Brief
Having found the line that holds "#[derive(DeriveIden)]", give that line and all lines after it again, word for word, through the end of the data below.

Data records
- - - -
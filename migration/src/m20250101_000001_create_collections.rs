use sea_orm_migration::{prelude::*, schema::*};

#[derive(DeriveMigrationName)]
pub struct Migration;

#[async_trait::async_trait]
impl MigrationTrait for Migration {
    async fn up(&self, manager: &SchemaManager) -> Result<(), DbErr> {
        // One row per persisted collection; `value` holds the JSON array
        manager
            .create_table(
                Table::create()
                    .table(Collections::Table)
                    .if_not_exists()
                    .col(
                        ColumnDef::new(Collections::Key)
                            .string()
                            .not_null()
                            .primary_key(),
                    )
                    .col(text(Collections::Value))
                    .col(big_integer(Collections::UpdatedAt))
                    .to_owned(),
            )
            .await
    }

    async fn down(&self, manager: &SchemaManager) -> Result<(), DbErr> {
        manager
            .drop_table(Table::drop().table(Collections::Table).to_owned())
            .await
    }
}

#[derive(DeriveIden)]
enum Collections {
    Table,
    Key,
    Value,
    UpdatedAt,
}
- - - -
Answer section
#[derive(DeriveIden)]
enum Collections {
    Table,
    Key,
    Value,
    UpdatedAt,
}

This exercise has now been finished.